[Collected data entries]
= = =
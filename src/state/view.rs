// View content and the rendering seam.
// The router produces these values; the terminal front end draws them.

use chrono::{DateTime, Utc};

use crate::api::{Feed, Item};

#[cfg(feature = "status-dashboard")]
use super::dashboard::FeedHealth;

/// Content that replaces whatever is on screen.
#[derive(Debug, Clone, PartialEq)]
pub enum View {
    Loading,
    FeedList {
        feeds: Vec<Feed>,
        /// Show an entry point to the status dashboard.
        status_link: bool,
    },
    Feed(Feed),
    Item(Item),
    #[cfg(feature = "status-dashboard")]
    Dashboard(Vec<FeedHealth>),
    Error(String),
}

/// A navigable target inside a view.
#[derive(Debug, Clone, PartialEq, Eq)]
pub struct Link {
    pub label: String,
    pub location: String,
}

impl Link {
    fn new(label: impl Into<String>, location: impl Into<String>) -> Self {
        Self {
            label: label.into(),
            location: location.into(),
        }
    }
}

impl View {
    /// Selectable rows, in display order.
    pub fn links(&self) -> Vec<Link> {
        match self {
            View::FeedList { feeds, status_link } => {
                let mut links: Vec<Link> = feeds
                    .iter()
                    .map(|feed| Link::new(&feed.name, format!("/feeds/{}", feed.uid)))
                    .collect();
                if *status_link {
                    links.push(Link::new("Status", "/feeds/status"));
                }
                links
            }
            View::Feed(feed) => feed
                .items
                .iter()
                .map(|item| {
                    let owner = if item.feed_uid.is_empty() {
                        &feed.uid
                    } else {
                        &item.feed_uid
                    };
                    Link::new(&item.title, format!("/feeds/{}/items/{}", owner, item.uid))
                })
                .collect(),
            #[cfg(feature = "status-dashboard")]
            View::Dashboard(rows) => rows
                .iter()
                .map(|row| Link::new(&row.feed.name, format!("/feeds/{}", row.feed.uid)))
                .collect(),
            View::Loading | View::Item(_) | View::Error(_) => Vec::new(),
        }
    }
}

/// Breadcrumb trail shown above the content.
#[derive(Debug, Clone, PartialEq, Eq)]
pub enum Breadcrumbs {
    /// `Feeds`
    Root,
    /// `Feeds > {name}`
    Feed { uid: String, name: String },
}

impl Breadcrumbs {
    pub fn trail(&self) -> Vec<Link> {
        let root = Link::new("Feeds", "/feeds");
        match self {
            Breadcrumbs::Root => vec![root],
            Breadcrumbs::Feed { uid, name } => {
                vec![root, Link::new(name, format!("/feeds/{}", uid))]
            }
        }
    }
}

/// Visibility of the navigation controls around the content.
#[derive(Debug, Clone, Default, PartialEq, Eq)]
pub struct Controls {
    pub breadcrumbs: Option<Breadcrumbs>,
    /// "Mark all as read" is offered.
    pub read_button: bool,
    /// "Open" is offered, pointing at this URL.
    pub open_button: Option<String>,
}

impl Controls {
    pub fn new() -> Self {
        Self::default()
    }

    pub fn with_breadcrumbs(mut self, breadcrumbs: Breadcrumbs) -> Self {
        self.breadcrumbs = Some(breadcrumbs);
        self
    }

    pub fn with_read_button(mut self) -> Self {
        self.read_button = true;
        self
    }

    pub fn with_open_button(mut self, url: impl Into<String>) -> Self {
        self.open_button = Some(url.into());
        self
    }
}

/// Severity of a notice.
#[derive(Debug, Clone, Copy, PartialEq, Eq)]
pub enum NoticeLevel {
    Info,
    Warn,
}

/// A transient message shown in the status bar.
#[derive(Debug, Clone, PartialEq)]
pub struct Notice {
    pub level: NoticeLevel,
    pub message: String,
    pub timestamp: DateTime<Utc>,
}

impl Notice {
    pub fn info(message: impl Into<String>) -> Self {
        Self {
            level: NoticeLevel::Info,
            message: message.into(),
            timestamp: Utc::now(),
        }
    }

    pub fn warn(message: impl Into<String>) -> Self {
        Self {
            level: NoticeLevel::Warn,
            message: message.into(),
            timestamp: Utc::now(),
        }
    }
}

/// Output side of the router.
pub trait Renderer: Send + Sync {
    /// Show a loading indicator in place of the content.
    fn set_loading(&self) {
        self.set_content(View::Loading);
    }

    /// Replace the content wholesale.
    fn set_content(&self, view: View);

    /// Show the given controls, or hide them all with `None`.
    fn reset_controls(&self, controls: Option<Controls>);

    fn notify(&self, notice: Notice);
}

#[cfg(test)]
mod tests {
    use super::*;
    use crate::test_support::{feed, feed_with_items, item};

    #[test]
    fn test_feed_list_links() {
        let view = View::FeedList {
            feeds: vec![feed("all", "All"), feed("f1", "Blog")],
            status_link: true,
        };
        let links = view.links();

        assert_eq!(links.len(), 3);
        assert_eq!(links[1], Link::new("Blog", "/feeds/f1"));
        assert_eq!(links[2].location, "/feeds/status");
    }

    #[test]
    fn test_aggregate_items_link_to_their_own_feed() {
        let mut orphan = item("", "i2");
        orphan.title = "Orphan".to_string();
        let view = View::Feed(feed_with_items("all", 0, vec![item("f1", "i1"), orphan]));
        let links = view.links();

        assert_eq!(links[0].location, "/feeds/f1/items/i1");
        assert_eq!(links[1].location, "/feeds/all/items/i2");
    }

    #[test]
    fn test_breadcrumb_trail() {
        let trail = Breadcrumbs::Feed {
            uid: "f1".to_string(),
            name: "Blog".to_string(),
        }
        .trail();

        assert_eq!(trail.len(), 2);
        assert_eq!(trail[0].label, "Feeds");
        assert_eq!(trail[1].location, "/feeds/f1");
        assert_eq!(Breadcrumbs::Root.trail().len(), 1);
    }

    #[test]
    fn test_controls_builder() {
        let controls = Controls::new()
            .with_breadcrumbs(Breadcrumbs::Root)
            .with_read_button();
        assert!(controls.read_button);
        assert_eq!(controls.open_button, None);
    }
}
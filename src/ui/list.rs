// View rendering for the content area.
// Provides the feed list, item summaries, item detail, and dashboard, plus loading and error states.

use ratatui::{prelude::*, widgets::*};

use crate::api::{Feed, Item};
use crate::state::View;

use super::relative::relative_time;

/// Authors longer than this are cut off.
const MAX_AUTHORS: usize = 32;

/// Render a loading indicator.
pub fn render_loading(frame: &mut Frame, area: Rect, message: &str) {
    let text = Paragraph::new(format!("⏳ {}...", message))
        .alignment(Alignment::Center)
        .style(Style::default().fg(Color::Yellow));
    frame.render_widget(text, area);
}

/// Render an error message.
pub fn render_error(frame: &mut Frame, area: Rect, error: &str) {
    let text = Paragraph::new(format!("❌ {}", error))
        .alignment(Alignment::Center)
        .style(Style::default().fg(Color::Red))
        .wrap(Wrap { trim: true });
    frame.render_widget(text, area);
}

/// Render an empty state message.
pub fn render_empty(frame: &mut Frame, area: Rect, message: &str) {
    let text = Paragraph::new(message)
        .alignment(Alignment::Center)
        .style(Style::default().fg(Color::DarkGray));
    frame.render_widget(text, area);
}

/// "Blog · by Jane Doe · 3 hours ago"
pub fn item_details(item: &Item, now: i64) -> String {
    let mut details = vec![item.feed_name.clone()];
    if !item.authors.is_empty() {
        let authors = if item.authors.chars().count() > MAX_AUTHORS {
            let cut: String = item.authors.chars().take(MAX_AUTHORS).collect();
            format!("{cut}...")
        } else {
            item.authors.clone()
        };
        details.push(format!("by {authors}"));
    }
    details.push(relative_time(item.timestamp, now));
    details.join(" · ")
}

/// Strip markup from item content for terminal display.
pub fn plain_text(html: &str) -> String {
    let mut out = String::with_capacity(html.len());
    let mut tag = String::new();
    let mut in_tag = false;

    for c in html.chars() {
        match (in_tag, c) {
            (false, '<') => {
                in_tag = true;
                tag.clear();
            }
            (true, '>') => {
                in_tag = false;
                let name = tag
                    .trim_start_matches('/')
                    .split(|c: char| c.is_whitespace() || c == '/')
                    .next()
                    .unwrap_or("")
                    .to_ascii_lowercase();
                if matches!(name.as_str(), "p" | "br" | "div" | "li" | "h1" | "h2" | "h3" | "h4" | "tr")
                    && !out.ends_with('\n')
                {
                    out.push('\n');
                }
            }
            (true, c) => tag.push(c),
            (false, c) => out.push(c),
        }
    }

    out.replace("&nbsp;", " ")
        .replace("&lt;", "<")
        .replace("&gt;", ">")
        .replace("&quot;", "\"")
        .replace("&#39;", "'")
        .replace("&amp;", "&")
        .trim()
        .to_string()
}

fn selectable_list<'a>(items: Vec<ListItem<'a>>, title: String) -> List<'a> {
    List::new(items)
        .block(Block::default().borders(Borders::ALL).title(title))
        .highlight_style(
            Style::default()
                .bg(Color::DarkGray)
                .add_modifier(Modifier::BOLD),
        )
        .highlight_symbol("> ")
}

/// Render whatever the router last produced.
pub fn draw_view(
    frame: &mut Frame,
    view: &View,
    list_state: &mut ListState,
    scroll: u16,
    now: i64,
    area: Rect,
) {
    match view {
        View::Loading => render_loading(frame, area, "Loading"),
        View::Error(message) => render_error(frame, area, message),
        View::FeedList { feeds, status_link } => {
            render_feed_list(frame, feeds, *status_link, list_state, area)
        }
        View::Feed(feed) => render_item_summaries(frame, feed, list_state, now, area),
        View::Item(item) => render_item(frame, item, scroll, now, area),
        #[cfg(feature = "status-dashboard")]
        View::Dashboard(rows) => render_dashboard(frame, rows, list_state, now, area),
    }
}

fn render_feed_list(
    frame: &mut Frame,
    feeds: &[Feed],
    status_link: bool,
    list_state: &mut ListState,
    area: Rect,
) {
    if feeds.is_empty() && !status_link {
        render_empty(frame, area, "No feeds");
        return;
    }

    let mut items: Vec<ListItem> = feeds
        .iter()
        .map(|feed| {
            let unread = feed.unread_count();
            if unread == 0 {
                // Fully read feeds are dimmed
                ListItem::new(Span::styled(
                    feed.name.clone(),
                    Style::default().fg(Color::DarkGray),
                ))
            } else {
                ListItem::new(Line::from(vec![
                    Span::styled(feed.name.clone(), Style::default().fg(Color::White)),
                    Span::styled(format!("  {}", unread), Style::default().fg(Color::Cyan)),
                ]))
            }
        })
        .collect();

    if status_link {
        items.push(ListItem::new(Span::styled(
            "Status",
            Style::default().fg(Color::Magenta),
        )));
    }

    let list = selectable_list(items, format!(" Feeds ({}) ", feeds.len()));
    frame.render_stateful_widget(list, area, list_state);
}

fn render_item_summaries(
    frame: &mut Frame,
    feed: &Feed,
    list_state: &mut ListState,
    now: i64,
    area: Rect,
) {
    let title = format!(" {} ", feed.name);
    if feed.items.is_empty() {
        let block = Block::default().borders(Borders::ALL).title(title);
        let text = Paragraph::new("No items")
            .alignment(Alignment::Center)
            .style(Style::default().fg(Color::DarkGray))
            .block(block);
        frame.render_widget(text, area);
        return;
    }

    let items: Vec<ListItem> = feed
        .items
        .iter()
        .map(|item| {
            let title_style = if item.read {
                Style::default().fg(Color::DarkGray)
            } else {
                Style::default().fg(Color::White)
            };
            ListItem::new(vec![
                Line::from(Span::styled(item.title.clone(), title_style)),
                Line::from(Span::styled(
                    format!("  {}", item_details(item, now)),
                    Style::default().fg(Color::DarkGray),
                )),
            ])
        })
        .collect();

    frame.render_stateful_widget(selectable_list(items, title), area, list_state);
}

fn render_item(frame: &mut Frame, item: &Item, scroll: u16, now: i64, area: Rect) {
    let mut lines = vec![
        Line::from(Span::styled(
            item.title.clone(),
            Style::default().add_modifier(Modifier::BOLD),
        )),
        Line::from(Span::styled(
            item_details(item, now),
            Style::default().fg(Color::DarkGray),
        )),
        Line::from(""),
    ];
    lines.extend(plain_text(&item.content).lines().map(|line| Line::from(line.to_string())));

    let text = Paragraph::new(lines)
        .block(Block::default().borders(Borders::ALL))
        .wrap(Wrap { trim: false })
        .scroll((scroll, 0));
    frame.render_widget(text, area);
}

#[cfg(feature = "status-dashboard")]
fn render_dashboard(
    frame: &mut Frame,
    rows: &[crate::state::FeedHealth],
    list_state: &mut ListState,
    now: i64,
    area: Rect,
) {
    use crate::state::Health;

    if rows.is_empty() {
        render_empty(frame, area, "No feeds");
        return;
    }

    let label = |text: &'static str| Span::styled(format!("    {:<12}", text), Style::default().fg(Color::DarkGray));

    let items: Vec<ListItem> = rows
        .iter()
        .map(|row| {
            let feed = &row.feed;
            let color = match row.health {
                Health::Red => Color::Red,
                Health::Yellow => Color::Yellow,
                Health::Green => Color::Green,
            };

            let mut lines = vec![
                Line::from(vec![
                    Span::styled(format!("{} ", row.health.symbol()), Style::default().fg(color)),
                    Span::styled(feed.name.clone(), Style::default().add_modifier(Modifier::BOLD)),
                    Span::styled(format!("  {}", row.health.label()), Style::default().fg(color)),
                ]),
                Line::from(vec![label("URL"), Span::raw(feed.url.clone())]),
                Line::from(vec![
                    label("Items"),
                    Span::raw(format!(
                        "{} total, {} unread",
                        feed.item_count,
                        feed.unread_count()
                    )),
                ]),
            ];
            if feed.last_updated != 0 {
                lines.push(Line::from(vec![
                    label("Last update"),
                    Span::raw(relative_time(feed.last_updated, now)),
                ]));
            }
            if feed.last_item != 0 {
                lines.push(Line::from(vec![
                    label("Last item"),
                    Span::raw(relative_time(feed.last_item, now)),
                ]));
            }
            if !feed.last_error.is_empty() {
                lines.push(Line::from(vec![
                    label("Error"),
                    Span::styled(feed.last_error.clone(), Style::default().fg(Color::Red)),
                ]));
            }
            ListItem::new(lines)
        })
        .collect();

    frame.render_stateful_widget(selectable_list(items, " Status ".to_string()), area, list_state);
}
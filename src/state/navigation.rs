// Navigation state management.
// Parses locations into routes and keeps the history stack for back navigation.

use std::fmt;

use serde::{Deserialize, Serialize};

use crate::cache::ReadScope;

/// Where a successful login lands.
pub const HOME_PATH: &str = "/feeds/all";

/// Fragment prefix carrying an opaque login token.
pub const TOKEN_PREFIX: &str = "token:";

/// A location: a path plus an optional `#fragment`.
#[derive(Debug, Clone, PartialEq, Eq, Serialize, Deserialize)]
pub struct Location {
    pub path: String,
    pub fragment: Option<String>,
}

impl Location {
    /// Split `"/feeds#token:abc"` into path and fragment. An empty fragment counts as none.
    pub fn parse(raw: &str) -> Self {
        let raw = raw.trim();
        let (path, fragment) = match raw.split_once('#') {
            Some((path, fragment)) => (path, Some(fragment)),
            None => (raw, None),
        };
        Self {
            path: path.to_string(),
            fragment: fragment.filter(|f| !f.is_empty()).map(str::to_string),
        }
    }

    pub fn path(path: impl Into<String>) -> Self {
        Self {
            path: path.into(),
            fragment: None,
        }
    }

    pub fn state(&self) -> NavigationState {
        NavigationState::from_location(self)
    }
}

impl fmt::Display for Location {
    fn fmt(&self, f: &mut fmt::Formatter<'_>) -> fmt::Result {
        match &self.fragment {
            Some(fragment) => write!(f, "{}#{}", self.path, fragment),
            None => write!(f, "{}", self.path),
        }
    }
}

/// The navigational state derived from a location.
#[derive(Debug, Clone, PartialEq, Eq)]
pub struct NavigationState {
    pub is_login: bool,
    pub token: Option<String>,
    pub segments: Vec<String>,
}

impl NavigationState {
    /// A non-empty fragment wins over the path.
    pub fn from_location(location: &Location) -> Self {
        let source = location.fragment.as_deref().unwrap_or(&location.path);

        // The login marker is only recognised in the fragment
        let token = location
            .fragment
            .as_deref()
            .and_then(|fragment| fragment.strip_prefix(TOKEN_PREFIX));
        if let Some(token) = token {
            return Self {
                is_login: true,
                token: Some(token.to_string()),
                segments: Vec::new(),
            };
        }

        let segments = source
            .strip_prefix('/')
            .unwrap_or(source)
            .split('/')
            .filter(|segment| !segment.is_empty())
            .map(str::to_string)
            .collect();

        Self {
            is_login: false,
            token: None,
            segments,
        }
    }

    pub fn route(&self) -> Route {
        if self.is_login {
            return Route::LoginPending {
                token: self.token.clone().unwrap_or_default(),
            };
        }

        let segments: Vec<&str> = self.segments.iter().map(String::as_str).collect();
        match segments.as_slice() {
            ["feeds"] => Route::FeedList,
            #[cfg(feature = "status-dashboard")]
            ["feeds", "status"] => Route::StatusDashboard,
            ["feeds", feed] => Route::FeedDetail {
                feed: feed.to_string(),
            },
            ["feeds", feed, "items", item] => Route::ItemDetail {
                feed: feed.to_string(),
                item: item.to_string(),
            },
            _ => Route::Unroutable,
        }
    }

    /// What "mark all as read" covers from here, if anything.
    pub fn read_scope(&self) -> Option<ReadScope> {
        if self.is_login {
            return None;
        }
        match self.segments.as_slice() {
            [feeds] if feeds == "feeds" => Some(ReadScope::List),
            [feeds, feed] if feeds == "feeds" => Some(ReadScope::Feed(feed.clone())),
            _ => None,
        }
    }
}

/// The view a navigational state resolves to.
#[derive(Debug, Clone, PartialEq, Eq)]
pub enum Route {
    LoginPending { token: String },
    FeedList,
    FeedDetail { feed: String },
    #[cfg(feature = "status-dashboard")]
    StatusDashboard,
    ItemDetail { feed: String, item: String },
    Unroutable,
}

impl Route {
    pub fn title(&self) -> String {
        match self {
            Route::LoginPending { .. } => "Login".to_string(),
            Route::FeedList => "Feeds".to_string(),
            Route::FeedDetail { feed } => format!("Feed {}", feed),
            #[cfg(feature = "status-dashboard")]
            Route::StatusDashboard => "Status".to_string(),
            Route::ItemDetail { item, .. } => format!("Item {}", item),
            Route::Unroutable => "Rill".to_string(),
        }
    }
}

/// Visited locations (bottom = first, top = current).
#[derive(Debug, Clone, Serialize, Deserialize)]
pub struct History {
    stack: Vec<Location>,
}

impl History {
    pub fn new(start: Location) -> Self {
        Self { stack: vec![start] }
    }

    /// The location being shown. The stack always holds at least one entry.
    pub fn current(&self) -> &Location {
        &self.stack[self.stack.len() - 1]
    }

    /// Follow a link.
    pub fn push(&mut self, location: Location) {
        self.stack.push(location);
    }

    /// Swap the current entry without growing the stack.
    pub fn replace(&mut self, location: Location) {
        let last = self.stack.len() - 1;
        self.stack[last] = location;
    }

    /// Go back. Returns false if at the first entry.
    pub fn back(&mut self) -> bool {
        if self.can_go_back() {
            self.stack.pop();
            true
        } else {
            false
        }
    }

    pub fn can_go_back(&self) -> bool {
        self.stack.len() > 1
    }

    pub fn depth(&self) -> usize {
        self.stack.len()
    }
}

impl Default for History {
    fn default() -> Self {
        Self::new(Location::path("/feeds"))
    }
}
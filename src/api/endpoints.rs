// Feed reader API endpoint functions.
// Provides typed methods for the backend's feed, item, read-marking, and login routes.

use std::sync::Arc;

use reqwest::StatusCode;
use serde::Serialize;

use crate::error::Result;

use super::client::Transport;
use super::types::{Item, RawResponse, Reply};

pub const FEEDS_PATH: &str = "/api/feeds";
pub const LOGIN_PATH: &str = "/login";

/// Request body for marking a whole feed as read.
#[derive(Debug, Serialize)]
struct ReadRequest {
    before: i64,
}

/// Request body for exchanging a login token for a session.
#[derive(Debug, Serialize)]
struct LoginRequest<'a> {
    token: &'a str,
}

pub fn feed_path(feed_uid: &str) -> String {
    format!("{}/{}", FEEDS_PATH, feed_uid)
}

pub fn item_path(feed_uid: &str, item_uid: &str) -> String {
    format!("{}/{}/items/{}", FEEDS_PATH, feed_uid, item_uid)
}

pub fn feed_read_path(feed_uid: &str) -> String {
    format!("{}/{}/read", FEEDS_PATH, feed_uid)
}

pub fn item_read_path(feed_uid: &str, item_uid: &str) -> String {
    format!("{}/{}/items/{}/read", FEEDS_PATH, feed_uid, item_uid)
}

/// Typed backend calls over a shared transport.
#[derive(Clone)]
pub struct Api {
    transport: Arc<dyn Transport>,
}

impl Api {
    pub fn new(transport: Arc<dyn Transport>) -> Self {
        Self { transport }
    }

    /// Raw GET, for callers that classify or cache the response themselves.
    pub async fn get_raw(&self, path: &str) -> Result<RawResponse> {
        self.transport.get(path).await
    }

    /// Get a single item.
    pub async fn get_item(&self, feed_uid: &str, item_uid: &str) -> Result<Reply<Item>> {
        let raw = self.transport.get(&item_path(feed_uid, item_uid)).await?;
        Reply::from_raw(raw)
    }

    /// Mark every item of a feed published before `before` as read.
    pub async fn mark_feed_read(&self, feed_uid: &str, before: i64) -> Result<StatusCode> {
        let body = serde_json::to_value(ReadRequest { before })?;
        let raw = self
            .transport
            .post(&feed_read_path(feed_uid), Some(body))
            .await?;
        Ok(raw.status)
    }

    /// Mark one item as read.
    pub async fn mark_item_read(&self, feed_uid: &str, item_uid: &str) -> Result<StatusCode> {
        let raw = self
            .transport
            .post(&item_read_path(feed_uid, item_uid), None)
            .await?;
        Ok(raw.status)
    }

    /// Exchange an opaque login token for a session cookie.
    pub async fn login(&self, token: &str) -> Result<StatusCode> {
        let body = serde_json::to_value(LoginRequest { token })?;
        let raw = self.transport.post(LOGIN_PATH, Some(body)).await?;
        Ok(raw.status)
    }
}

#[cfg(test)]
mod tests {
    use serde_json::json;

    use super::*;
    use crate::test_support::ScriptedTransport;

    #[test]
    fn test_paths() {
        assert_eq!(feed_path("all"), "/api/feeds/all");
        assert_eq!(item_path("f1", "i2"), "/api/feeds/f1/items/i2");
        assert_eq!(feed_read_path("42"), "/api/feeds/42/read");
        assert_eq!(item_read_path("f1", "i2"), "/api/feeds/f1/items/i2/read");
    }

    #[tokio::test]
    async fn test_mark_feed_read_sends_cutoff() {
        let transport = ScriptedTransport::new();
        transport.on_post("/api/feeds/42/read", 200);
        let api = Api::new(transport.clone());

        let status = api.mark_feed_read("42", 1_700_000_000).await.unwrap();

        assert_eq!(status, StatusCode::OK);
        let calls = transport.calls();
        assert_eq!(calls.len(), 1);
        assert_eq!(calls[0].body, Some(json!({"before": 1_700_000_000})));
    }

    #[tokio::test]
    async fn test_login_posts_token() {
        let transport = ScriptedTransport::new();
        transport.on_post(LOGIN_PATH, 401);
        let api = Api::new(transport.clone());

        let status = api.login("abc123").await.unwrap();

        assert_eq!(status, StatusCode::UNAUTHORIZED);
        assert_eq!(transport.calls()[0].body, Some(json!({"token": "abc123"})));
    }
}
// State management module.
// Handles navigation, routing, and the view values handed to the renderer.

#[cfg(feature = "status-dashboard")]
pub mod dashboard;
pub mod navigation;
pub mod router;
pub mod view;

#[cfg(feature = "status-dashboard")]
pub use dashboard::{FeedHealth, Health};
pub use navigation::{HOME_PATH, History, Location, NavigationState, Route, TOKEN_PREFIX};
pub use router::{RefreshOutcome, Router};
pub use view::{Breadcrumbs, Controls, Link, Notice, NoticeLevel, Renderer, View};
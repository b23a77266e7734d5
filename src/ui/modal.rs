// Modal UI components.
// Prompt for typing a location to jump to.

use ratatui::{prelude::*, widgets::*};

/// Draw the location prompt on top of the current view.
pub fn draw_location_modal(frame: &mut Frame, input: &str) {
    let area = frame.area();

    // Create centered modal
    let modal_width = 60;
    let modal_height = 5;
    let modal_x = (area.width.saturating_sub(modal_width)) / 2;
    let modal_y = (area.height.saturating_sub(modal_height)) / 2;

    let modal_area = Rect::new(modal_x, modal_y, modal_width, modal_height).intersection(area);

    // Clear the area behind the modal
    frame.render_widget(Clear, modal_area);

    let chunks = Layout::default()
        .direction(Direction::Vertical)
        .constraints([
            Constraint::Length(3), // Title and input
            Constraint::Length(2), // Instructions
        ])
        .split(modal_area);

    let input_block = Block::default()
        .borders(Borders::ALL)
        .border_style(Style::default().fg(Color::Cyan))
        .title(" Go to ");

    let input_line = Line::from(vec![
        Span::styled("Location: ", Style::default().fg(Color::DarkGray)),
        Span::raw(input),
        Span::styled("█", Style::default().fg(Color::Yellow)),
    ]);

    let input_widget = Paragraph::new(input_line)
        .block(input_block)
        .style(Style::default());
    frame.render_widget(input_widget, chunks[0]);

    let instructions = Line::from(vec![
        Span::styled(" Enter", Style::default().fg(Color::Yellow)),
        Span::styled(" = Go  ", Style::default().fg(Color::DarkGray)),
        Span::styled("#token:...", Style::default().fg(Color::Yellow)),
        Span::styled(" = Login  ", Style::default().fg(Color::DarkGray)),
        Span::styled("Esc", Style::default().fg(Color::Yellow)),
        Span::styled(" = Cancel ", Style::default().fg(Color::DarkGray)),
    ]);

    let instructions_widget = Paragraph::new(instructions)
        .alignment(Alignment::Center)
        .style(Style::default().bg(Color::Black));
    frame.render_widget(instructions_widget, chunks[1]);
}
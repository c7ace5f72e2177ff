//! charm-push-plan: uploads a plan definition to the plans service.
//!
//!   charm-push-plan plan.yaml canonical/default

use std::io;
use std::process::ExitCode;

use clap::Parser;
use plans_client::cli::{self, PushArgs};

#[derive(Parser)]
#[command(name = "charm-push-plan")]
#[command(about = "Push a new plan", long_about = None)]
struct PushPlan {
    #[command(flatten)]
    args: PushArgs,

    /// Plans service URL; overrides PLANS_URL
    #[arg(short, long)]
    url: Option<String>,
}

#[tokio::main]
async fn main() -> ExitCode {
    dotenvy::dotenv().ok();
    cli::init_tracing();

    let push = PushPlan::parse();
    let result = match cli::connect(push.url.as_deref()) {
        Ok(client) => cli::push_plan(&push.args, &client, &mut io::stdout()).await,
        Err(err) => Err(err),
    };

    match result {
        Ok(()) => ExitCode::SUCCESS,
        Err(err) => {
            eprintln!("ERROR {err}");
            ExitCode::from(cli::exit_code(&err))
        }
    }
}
= = =
▶ **INSTRUCTIONS FOR THE TASK**:
Each line of the records with the word "BOLD" in it is to be copied.

▶ **RESPONSE TO THIS EXERCISE**:
                .add_modifier(Modifier::BOLD),
            Style::default().add_modifier(Modifier::BOLD),
                    Span::styled(feed.name.clone(), Style::default().add_modifier(Modifier::BOLD)),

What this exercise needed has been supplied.